What is being asked
Search the listing below for the string "AccountArgs" and show each line that contains it.

Data under study
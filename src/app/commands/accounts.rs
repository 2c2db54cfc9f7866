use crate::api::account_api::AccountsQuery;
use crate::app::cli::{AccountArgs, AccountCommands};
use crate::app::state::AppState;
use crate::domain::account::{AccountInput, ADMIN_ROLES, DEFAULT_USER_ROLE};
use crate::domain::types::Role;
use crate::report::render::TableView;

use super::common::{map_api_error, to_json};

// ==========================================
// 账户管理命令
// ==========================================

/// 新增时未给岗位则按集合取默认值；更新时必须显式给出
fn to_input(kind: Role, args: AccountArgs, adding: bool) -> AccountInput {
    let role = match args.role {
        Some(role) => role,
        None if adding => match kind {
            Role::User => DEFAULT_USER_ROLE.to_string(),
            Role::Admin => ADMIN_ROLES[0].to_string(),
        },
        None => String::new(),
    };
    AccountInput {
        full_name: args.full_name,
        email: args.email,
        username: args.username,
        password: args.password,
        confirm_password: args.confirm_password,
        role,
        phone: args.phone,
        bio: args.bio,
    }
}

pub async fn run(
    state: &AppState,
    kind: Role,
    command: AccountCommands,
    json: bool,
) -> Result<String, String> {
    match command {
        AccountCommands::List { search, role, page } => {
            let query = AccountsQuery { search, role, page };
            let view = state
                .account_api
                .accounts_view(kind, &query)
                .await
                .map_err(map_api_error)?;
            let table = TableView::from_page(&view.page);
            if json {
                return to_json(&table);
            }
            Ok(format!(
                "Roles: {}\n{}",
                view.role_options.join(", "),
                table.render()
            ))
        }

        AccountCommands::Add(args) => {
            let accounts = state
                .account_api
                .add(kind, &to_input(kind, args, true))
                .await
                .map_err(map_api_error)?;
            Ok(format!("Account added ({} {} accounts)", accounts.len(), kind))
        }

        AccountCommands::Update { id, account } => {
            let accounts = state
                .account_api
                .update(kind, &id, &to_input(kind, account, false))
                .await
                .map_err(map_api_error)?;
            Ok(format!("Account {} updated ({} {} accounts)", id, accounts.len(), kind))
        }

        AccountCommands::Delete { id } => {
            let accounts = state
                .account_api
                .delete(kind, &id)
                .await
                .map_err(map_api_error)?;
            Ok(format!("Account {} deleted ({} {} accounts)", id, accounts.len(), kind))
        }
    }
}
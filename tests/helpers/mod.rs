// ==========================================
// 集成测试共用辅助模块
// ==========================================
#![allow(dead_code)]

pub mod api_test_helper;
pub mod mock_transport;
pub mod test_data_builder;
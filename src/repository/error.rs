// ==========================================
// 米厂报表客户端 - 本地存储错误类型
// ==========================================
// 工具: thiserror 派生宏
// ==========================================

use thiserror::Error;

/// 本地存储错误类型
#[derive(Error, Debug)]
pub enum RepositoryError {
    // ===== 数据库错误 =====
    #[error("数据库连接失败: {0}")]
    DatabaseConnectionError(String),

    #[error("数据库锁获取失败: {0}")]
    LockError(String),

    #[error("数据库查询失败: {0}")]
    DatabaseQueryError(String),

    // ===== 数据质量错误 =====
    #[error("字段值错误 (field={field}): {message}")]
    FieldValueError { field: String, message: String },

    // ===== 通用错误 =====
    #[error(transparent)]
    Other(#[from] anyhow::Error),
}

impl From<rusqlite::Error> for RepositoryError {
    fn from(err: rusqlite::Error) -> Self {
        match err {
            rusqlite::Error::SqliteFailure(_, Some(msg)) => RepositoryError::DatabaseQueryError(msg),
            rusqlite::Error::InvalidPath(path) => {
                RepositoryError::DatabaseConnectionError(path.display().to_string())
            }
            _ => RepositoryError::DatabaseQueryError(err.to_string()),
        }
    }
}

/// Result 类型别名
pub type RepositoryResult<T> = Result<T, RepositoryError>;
...
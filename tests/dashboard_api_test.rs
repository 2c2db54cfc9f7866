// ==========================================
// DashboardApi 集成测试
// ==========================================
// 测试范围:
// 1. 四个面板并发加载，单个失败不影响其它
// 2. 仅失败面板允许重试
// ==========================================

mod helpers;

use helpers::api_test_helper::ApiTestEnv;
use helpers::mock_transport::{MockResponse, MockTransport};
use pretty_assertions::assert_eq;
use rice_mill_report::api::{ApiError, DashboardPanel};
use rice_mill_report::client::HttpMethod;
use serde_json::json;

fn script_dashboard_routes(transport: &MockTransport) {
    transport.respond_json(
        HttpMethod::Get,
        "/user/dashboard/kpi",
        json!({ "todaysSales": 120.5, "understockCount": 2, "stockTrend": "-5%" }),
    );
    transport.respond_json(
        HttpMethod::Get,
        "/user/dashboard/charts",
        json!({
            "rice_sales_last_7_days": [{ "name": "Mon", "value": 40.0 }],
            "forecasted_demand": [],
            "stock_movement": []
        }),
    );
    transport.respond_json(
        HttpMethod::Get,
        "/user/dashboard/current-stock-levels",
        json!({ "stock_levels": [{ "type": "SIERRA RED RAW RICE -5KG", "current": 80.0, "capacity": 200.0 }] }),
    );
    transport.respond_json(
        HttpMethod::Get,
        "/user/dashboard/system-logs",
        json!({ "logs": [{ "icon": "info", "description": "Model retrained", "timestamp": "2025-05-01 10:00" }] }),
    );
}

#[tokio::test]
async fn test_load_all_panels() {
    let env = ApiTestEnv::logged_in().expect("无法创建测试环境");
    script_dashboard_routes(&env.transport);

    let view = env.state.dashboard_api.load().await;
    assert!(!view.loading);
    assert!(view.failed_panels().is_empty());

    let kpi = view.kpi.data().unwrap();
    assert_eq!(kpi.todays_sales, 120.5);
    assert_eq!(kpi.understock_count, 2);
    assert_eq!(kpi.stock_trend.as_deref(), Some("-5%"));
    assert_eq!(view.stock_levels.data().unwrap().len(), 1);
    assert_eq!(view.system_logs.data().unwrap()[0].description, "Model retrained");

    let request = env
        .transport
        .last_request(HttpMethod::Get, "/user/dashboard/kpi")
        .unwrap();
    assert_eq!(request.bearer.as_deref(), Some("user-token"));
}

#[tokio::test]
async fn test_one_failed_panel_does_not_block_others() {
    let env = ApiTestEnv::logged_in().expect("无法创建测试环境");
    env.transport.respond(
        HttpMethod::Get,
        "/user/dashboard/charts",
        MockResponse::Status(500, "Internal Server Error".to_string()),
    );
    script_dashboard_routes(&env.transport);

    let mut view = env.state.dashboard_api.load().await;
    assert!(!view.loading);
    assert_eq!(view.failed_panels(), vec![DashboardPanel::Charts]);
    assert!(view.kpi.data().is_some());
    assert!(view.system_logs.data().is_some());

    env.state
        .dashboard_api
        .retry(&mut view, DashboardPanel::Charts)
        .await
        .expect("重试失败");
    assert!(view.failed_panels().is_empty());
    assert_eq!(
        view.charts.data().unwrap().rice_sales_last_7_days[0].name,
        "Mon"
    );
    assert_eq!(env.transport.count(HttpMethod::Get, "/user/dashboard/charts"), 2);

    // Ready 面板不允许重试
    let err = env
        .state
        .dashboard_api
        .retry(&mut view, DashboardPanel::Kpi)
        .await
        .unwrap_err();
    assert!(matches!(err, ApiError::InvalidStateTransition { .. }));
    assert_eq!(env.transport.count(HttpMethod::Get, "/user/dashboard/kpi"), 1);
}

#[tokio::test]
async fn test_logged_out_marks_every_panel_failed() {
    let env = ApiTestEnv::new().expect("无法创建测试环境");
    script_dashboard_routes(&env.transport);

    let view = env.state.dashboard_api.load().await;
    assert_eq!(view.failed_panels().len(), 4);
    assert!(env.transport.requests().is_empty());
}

Solution to the problem
use crate::app::cli::{AccountArgs, AccountCommands};
fn to_input(kind: Role, args: AccountArgs, adding: bool) -> AccountInput {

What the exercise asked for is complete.